• Problem details
Provide the data again in its entirety, exactly as given.

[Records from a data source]
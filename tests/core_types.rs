use edgescreen::{EdgeScreenError, Grid, Kernel, ThresholdRange};

#[test]
fn grid_rejects_zero_dimensions() {
    let err = Grid::from_vec(vec![0.0; 4], 0, 1).err().unwrap();
    assert_eq!(
        err,
        EdgeScreenError::InvalidDimensions {
            width: 0,
            height: 1,
        }
    );

    let err = Grid::zeros(1, 0).err().unwrap();
    assert_eq!(
        err,
        EdgeScreenError::InvalidDimensions {
            width: 1,
            height: 0,
        }
    );
}

#[test]
fn grid_rejects_short_buffer() {
    let err = Grid::from_vec(vec![0.0; 3], 2, 2).err().unwrap();
    assert_eq!(err, EdgeScreenError::BufferTooSmall { needed: 4, got: 3 });
}

#[test]
fn grid_rejects_oversized_buffer() {
    let err = Grid::from_vec(vec![0.0; 5], 2, 2).err().unwrap();
    assert_eq!(
        err,
        EdgeScreenError::InvalidDimensions {
            width: 2,
            height: 2,
        }
    );
}

#[test]
fn grid_accessors_match_layout() {
    let data: Vec<f64> = (0..12).map(f64::from).collect();
    let grid = Grid::from_vec(data, 4, 3).unwrap();

    assert_eq!(grid.width(), 4);
    assert_eq!(grid.height(), 3);
    assert_eq!(grid.get(2, 1), Some(6.0));
    assert_eq!(grid.get(4, 0), None);
    assert_eq!(grid.row(2).unwrap(), &[8.0, 9.0, 10.0, 11.0]);
    assert!(grid.row(3).is_none());
    assert_eq!(grid.max_value(), 11.0);
    assert!(grid.same_shape(&Grid::zeros(4, 3).unwrap()));
    assert!(!grid.same_shape(&Grid::zeros(3, 4).unwrap()));
}

#[test]
fn kernel_rejects_even_dimensions() {
    let err = Kernel::from_vec(vec![0.0; 4], 2, 2).err().unwrap();
    assert_eq!(
        err,
        EdgeScreenError::InvalidInput("kernel dimensions must be odd")
    );
}

#[test]
fn gaussian_kernel_weights_sum_to_one() {
    let kernel = Kernel::gaussian_5x5();
    assert_eq!(kernel.width(), 5);
    assert_eq!(kernel.height(), 5);
    let sum: f64 = kernel.grid().as_slice().iter().sum();
    assert!((sum - 1.0).abs() < 1e-12);
}

#[test]
fn threshold_range_rejects_inverted_bounds() {
    let err = ThresholdRange::new(2.0, 1.0).err().unwrap();
    assert_eq!(
        err,
        EdgeScreenError::InvalidInput("threshold range requires low <= high")
    );
    assert!(ThresholdRange::new(f64::NAN, 1.0).is_err());

    let range = ThresholdRange::new(1.0, 2.0).unwrap();
    assert_eq!(range.low(), 1.0);
    assert_eq!(range.high(), 2.0);
}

• Answer section
filename tests/core_types.rs
use edgescreen::{EdgeScreenError, Grid, Kernel, ThresholdRange};

#[test]
fn grid_rejects_zero_dimensions() {
    let err = Grid::from_vec(vec![0.0; 4], 0, 1).err().unwrap();
    assert_eq!(
        err,
        EdgeScreenError::InvalidDimensions {
            width: 0,
            height: 1,
        }
    );

    let err = Grid::zeros(1, 0).err().unwrap();
    assert_eq!(
        err,
        EdgeScreenError::InvalidDimensions {
            width: 1,
            height: 0,
        }
    );
}

#[test]
fn grid_rejects_short_buffer() {
    let err = Grid::from_vec(vec![0.0; 3], 2, 2).err().unwrap();
    assert_eq!(err, EdgeScreenError::BufferTooSmall { needed: 4, got: 3 });
}

#[test]
fn grid_rejects_oversized_buffer() {
    let err = Grid::from_vec(vec![0.0; 5], 2, 2).err().unwrap();
    assert_eq!(
        err,
        EdgeScreenError::InvalidDimensions {
            width: 2,
            height: 2,
        }
    );
}

#[test]
fn grid_accessors_match_layout() {
    let data: Vec<f64> = (0..12).map(f64::from).collect();
    let grid = Grid::from_vec(data, 4, 3).unwrap();

    assert_eq!(grid.width(), 4);
    assert_eq!(grid.height(), 3);
    assert_eq!(grid.get(2, 1), Some(6.0));
    assert_eq!(grid.get(4, 0), None);
    assert_eq!(grid.row(2).unwrap(), &[8.0, 9.0, 10.0, 11.0]);
    assert!(grid.row(3).is_none());
    assert_eq!(grid.max_value(), 11.0);
    assert!(grid.same_shape(&Grid::zeros(4, 3).unwrap()));
    assert!(!grid.same_shape(&Grid::zeros(3, 4).unwrap()));
}

#[test]
fn kernel_rejects_even_dimensions() {
    let err = Kernel::from_vec(vec![0.0; 4], 2, 2).err().unwrap();
    assert_eq!(
        err,
        EdgeScreenError::InvalidInput("kernel dimensions must be odd")
    );
}

#[test]
fn gaussian_kernel_weights_sum_to_one() {
    let kernel = Kernel::gaussian_5x5();
    assert_eq!(kernel.width(), 5);
    assert_eq!(kernel.height(), 5);
    let sum: f64 = kernel.grid().as_slice().iter().sum();
    assert!((sum - 1.0).abs() < 1e-12);
}

#[test]
fn threshold_range_rejects_inverted_bounds() {
    let err = ThresholdRange::new(2.0, 1.0).err().unwrap();
    assert_eq!(
        err,
        EdgeScreenError::InvalidInput("threshold range requires low <= high")
    );
    assert!(ThresholdRange::new(f64::NAN, 1.0).is_err());

    let range = ThresholdRange::new(1.0, 2.0).unwrap();
    assert_eq!(range.low(), 1.0);
    assert_eq!(range.high(), 2.0);
}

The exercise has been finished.